_Exercise brief_
Copy out the listing beneath, missing nothing.

_Records for the exercise_
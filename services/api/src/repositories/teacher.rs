//! Teacher repository for database operations

use async_trait::async_trait;
use common::error::{DatabaseError, DatabaseResult};
use sqlx::{PgPool, Row, postgres::PgRow, types::Json};
use tracing::info;
use uuid::Uuid;

use super::TeacherStore;
use crate::models::{Degree, Gender, Teacher, TeacherFields};

const TEACHER_COLUMNS: &str = "id, name, email, phone, subject, bio, experience, avatar, rating, \
     degrees, gender, backgrounds, languages, students, created_at, updated_at";

/// Teacher repository
#[derive(Clone)]
pub struct TeacherRepository {
    pool: PgPool,
}

impl TeacherRepository {
    pub fn new(pool: PgPool) -> Self {
        Self { pool }
    }
}

fn teacher_from_row(row: &PgRow) -> DatabaseResult<Teacher> {
    let gender: String = row.try_get("gender")?;
    let gender = gender.parse::<Gender>().map_err(DatabaseError::Decode)?;
    let degrees: Json<Vec<Degree>> = row.try_get("degrees")?;

    Ok(Teacher {
        id: row.try_get("id")?,
        name: row.try_get("name")?,
        email: row.try_get("email")?,
        phone: row.try_get("phone")?,
        subject: row.try_get("subject")?,
        bio: row.try_get("bio")?,
        experience: row.try_get("experience")?,
        avatar: row.try_get("avatar")?,
        rating: row.try_get("rating")?,
        degrees: degrees.0,
        gender,
        backgrounds: row.try_get("backgrounds")?,
        languages: row.try_get("languages")?,
        students: row.try_get("students")?,
        created_at: row.try_get("created_at")?,
        updated_at: row.try_get("updated_at")?,
    })
}

#[async_trait]
impl TeacherStore for TeacherRepository {
    async fn list(&self, gender: Option<Gender>) -> DatabaseResult<Vec<Teacher>> {
        let rows = sqlx::query(&format!(
            r#"
            SELECT {}
            FROM teachers
            WHERE $1::TEXT IS NULL OR gender = $1
            ORDER BY created_at DESC
            "#,
            TEACHER_COLUMNS
        ))
        .bind(gender.map(|g| g.as_str()))
        .fetch_all(&self.pool)
        .await?;

        rows.iter().map(teacher_from_row).collect()
    }

    async fn insert(&self, fields: &TeacherFields) -> DatabaseResult<Teacher> {
        info!("Creating teacher: {}", fields.email);

        let row = sqlx::query(&format!(
            r#"
            INSERT INTO teachers (name, email, phone, subject, bio, experience, avatar, rating,
                                  degrees, gender, backgrounds, languages, students)
            VALUES ($1, $2, $3, $4, $5, $6, $7, $8, $9, $10, $11, $12, $13)
            RETURNING {}
            "#,
            TEACHER_COLUMNS
        ))
        .bind(&fields.name)
        .bind(&fields.email)
        .bind(&fields.phone)
        .bind(&fields.subject)
        .bind(&fields.bio)
        .bind(&fields.experience)
        .bind(&fields.avatar)
        .bind(fields.rating)
        .bind(Json(&fields.degrees))
        .bind(fields.gender.as_str())
        .bind(&fields.backgrounds)
        .bind(&fields.languages)
        .bind(fields.students)
        .fetch_one(&self.pool)
        .await?;

        teacher_from_row(&row)
    }

    async fn update(&self, id: Uuid, fields: &TeacherFields) -> DatabaseResult<Option<Teacher>> {
        let row = sqlx::query(&format!(
            r#"
            UPDATE teachers
            SET name = $2, email = $3, phone = $4, subject = $5, bio = $6, experience = $7,
                avatar = $8, rating = $9, degrees = $10, gender = $11, backgrounds = $12,
                languages = $13, students = $14, updated_at = NOW()
            WHERE id = $1
            RETURNING {}
            "#,
            TEACHER_COLUMNS
        ))
        .bind(id)
        .bind(&fields.name)
        .bind(&fields.email)
        .bind(&fields.phone)
        .bind(&fields.subject)
        .bind(&fields.bio)
        .bind(&fields.experience)
        .bind(&fields.avatar)
        .bind(fields.rating)
        .bind(Json(&fields.degrees))
        .bind(fields.gender.as_str())
        .bind(&fields.backgrounds)
        .bind(&fields.languages)
        .bind(fields.students)
        .fetch_optional(&self.pool)
        .await?;

        row.as_ref().map(teacher_from_row).transpose()
    }

    async fn delete(&self, id: Uuid) -> DatabaseResult<Option<Teacher>> {
        let row = sqlx::query(&format!(
            "DELETE FROM teachers WHERE id = $1 RETURNING {}",
            TEACHER_COLUMNS
        ))
        .bind(id)
        .fetch_optional(&self.pool)
        .await?;

        row.as_ref().map(teacher_from_row).transpose()
    }

    async fn count(&self) -> DatabaseResult<i64> {
        let count: i64 = sqlx::query_scalar("SELECT COUNT(*) FROM teachers")
            .fetch_one(&self.pool)
            .await?;
        Ok(count)
    }
}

_Solution for this task_
filename services/api/src/repositories/teacher.rs
//! Teacher repository for database operations

use async_trait::async_trait;
use common::error::{DatabaseError, DatabaseResult};
use sqlx::{PgPool, Row, postgres::PgRow, types::Json};
use tracing::info;
use uuid::Uuid;

use super::TeacherStore;
use crate::models::{Degree, Gender, Teacher, TeacherFields};

const TEACHER_COLUMNS: &str = "id, name, email, phone, subject, bio, experience, avatar, rating, \
     degrees, gender, backgrounds, languages, students, created_at, updated_at";

/// Teacher repository
#[derive(Clone)]
pub struct TeacherRepository {
    pool: PgPool,
}

impl TeacherRepository {
    pub fn new(pool: PgPool) -> Self {
        Self { pool }
    }
}

fn teacher_from_row(row: &PgRow) -> DatabaseResult<Teacher> {
    let gender: String = row.try_get("gender")?;
    let gender = gender.parse::<Gender>().map_err(DatabaseError::Decode)?;
    let degrees: Json<Vec<Degree>> = row.try_get("degrees")?;

    Ok(Teacher {
        id: row.try_get("id")?,
        name: row.try_get("name")?,
        email: row.try_get("email")?,
        phone: row.try_get("phone")?,
        subject: row.try_get("subject")?,
        bio: row.try_get("bio")?,
        experience: row.try_get("experience")?,
        avatar: row.try_get("avatar")?,
        rating: row.try_get("rating")?,
        degrees: degrees.0,
        gender,
        backgrounds: row.try_get("backgrounds")?,
        languages: row.try_get("languages")?,
        students: row.try_get("students")?,
        created_at: row.try_get("created_at")?,
        updated_at: row.try_get("updated_at")?,
    })
}

#[async_trait]
impl TeacherStore for TeacherRepository {
    async fn list(&self, gender: Option<Gender>) -> DatabaseResult<Vec<Teacher>> {
        let rows = sqlx::query(&format!(
            r#"
            SELECT {}
            FROM teachers
            WHERE $1::TEXT IS NULL OR gender = $1
            ORDER BY created_at DESC
            "#,
            TEACHER_COLUMNS
        ))
        .bind(gender.map(|g| g.as_str()))
        .fetch_all(&self.pool)
        .await?;

        rows.iter().map(teacher_from_row).collect()
    }

    async fn insert(&self, fields: &TeacherFields) -> DatabaseResult<Teacher> {
        info!("Creating teacher: {}", fields.email);

        let row = sqlx::query(&format!(
            r#"
            INSERT INTO teachers (name, email, phone, subject, bio, experience, avatar, rating,
                                  degrees, gender, backgrounds, languages, students)
            VALUES ($1, $2, $3, $4, $5, $6, $7, $8, $9, $10, $11, $12, $13)
            RETURNING {}
            "#,
            TEACHER_COLUMNS
        ))
        .bind(&fields.name)
        .bind(&fields.email)
        .bind(&fields.phone)
        .bind(&fields.subject)
        .bind(&fields.bio)
        .bind(&fields.experience)
        .bind(&fields.avatar)
        .bind(fields.rating)
        .bind(Json(&fields.degrees))
        .bind(fields.gender.as_str())
        .bind(&fields.backgrounds)
        .bind(&fields.languages)
        .bind(fields.students)
        .fetch_one(&self.pool)
        .await?;

        teacher_from_row(&row)
    }

    async fn update(&self, id: Uuid, fields: &TeacherFields) -> DatabaseResult<Option<Teacher>> {
        let row = sqlx::query(&format!(
            r#"
            UPDATE teachers
            SET name = $2, email = $3, phone = $4, subject = $5, bio = $6, experience = $7,
                avatar = $8, rating = $9, degrees = $10, gender = $11, backgrounds = $12,
                languages = $13, students = $14, updated_at = NOW()
            WHERE id = $1
            RETURNING {}
            "#,
            TEACHER_COLUMNS
        ))
        .bind(id)
        .bind(&fields.name)
        .bind(&fields.email)
        .bind(&fields.phone)
        .bind(&fields.subject)
        .bind(&fields.bio)
        .bind(&fields.experience)
        .bind(&fields.avatar)
        .bind(fields.rating)
        .bind(Json(&fields.degrees))
        .bind(fields.gender.as_str())
        .bind(&fields.backgrounds)
        .bind(&fields.languages)
        .bind(fields.students)
        .fetch_optional(&self.pool)
        .await?;

        row.as_ref().map(teacher_from_row).transpose()
    }

    async fn delete(&self, id: Uuid) -> DatabaseResult<Option<Teacher>> {
        let row = sqlx::query(&format!(
            "DELETE FROM teachers WHERE id = $1 RETURNING {}",
            TEACHER_COLUMNS
        ))
        .bind(id)
        .fetch_optional(&self.pool)
        .await?;

        row.as_ref().map(teacher_from_row).transpose()
    }

    async fn count(&self) -> DatabaseResult<i64> {
        let count: i64 = sqlx::query_scalar("SELECT COUNT(*) FROM teachers")
            .fetch_one(&self.pool)
            .await?;
        Ok(count)
    }
}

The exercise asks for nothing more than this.